Cinq cuvées sont actuellement en vente sur le site du domaine: quatre blancs (dont L’Aube, tout récemment) et un rosé. Des bulles de Johanniter et de Souvignier gris devraient être disponibles pour 2025. Quant au rouge, il sera élaboré à base de Cabernet cortis, mais il doit encore grandir un peu…

Enfin, grâce à un “crowdfunding en contrepartie”, Samuel et son épouse Marie ont recueilli l’an dernier les fonds nécessaires à l’aménagement d’un chai sur la parcelle de Hermée, permettant au domaine d’être désormais autonome.

Plus d’infos sur le site du vignoble : vignoble3rois.be

Domaine XXV – Vins des Cinq (Couthuin)

Pratiquant également l’œnotourisme : le domaine XXV ou Vins des Cinq est situé à Couthuin (Heron), entre Namur, Liège et Huy.
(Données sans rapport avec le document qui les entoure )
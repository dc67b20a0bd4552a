use std::fs;
use std::path::{Path, PathBuf};

use anyhow::{Context, Result};
use walkdir::WalkDir;

// @module: File and directory utilities

// @struct: File operations utility
pub struct FileManager;

impl FileManager {
    // @checks: File existence
    pub fn file_exists<P: AsRef<Path>>(path: P) -> bool {
        path.as_ref().exists() && path.as_ref().is_file()
    }

    // @checks: Directory existence
    pub fn dir_exists<P: AsRef<Path>>(path: P) -> bool {
        path.as_ref().exists() && path.as_ref().is_dir()
    }

    // @creates: Directory and parents if needed
    pub fn ensure_dir<P: AsRef<Path>>(path: P) -> Result<()> {
        let path = path.as_ref();
        if !path.exists() {
            fs::create_dir_all(path)?;
        }
        Ok(())
    }

    // @reads: Whole file as a string
    pub fn read_to_string<P: AsRef<Path>>(path: P) -> Result<String> {
        let path = path.as_ref();
        fs::read_to_string(path).with_context(|| format!("Failed to read file: {}", path.display()))
    }

    // @generates: Output path for the reflowed caption file
    // @params: input_file, tag inserted before the extension
    pub fn generate_output_path<P: AsRef<Path>>(input_file: P, tag: &str) -> PathBuf {
        let input_file = input_file.as_ref();
        let stem = input_file.file_stem().unwrap_or_default();

        let mut output_filename = stem.to_string_lossy().to_string();
        output_filename.push('.');
        output_filename.push_str(tag);
        output_filename.push_str(".srt");

        match input_file.parent() {
            Some(parent) => parent.join(output_filename),
            None => PathBuf::from(output_filename),
        }
    }

    // @collects: All .srt files under a directory, sorted by path
    pub fn collect_srt_files<P: AsRef<Path>>(dir: P) -> Vec<PathBuf> {
        let mut files: Vec<PathBuf> = WalkDir::new(dir)
            .into_iter()
            .filter_map(|entry| entry.ok())
            .filter(|entry| entry.file_type().is_file())
            .map(|entry| entry.into_path())
            .filter(|path| {
                path.extension()
                    .map(|ext| ext.eq_ignore_ascii_case("srt"))
                    .unwrap_or(false)
            })
            .collect();
        files.sort();
        files
    }
}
Son nom étrange renvoie en fait aux cinq frères et sœur de la famille Grégoire (Dominique, Denis, Renaud, Damien et Jérôme) qui décident en 2017 d’acheter un terrain de 20 hectares, dont 15 de terres agricoles, au cœur du massif forestier de 100 hectares transmis par leurs parents.

A l’époque, la petite bande ne savait encore que faire de cet espace et ne se doutait pas que leur vie allait s’accélérer avec le développement d’un vignoble, mais l’idée arrive rapidement sur le tapis (végétal).
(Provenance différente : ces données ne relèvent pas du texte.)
use std::time::Duration;

use async_trait::async_trait;
use log::error;
use reqwest::Client;
use serde::{Deserialize, Serialize};

use crate::errors::OracleError;
use crate::oracle::{error_for_status, error_for_transport, Oracle, ReformatRequest};

/// OpenAI client for interacting with the chat completions API
#[derive(Debug)]
pub struct OpenAI {
    /// HTTP client for API requests
    client: Client,
    /// API key for authentication
    api_key: String,
    /// API endpoint URL (optional, for Azure OpenAI or self-hosted)
    endpoint: String,
    /// Model name
    model: String,
}

/// Chat completion request
#[derive(Debug, Serialize)]
struct ChatCompletionRequest {
    /// The model to use
    model: String,

    /// The messages for the conversation
    messages: Vec<ChatMessage>,

    /// Temperature for generation
    #[serde(skip_serializing_if = "Option::is_none")]
    temperature: Option<f32>,
}

/// Chat message object
#[derive(Debug, Serialize, Deserialize)]
struct ChatMessage {
    /// Role of the message sender (system, user, assistant)
    role: String,

    /// Content of the message
    content: String,
}

/// Chat completion response
#[derive(Debug, Deserialize)]
struct ChatCompletionResponse {
    /// Completion choices
    choices: Vec<ChatChoice>,
}

/// One completion choice
#[derive(Debug, Deserialize)]
struct ChatChoice {
    /// The generated message
    message: ChatMessage,
}

impl OpenAI {
    /// Create a new OpenAI client
    pub fn new(
        api_key: impl Into<String>,
        endpoint: impl Into<String>,
        model: impl Into<String>,
        timeout_secs: u64,
    ) -> Self {
        Self {
            client: Client::builder()
                .timeout(Duration::from_secs(timeout_secs))
                .build()
                .unwrap_or_default(),
            api_key: api_key.into(),
            endpoint: endpoint.into(),
            model: model.into(),
        }
    }

    fn api_url(&self) -> String {
        if self.endpoint.is_empty() {
            "https://api.openai.com/v1/chat/completions".to_string()
        } else {
            format!("{}/chat/completions", self.endpoint.trim_end_matches('/'))
        }
    }

    async fn send(&self, request: ChatCompletionRequest) -> Result<String, OracleError> {
        let response = self
            .client
            .post(self.api_url())
            .header("Content-Type", "application/json")
            .bearer_auth(&self.api_key)
            .json(&request)
            .send()
            .await
            .map_err(error_for_transport)?;

        let status = response.status();
        if !status.is_success() {
            let error_text = response
                .text()
                .await
                .unwrap_or_else(|_| "Failed to get error response text".to_string());
            error!("OpenAI API error ({}): {}", status, error_text);
            return Err(error_for_status(status.as_u16(), error_text));
        }

        let completion = response
            .json::<ChatCompletionResponse>()
            .await
            .map_err(|e| OracleError::MalformedResponse(e.to_string()))?;

        completion
            .choices
            .into_iter()
            .next()
            .map(|choice| choice.message.content)
            .ok_or_else(|| {
                OracleError::MalformedResponse("response contained no choices".to_string())
            })
    }
}

#[async_trait]
impl Oracle for OpenAI {
    async fn complete(&self, request: &ReformatRequest) -> Result<String, OracleError> {
        let api_request = ChatCompletionRequest {
            model: self.model.clone(),
            messages: vec![
                ChatMessage {
                    role: "system".to_string(),
                    content: request.system_prompt.clone(),
                },
                ChatMessage {
                    role: "user".to_string(),
                    content: request.payload.clone(),
                },
            ],
            temperature: Some(request.temperature),
        };

        self.send(api_request).await
    }

    async fn test_connection(&self) -> Result<(), OracleError> {
        let request = ChatCompletionRequest {
            model: self.model.clone(),
            messages: vec![ChatMessage {
                role: "user".to_string(),
                content: "Hello".to_string(),
            }],
            temperature: None,
        };

        self.send(request).await?;
        Ok(())
    }

    fn name(&self) -> &str {
        "OpenAI"
    }
}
Après avoir fait effectuer des analyses de sols et pris des conseils en Belgique et en France, les Cinq optent pour les cépages de type Vitis vinifera et pour l’agriculture bio dès le départ. Ni désherbant chimique, ni pesticide ni aucun engrais chimique ne sont utilisés dans le vignoble : toute l’agriculture biologique, et rien que l’agriculture biologique.

La plantation des différentes variétés s’est faite en plusieurs phases depuis 2018 : Chardonnay, Pinot gris, Pinot meunier, Pinot noir et Müller-thurgau. La surface totale actuelle est de 8ha et déjà se dessine le projet de 1,5 ou 2ha de plus en 2026, en biodynamie cette fois, juste évolution des choses.

Souhaitant mettre toutes les chances de leur côté, les Grégoire ont fait appel aux conseils du  Cabinet français Derenoncourt Consultants qui conseille également le Vignoble des Trois Rois à Oupeye (voir ci-après).

Dominant la propriété, une ancienne fermette qui tombait en ruines a été transformée en un double gîte très moderne, de 3 et 5 chambres (4 et 8 lits), pouvant accueillir 4, 8 ou 12 personnes. Plusieurs sentiers de randonnées privées ont également été aménagés dans les bois environnants. Les itinéraires sont disponibles sous forme plastifiée dans les deux gîtes.

Enfin, une dizaine de panneaux didactiques ponctue la promenade et permet aux visiteurs de découvrir les richesses du lieu.

Réservations via xxvhouse.be ou les sites de locations touristiques en ligne.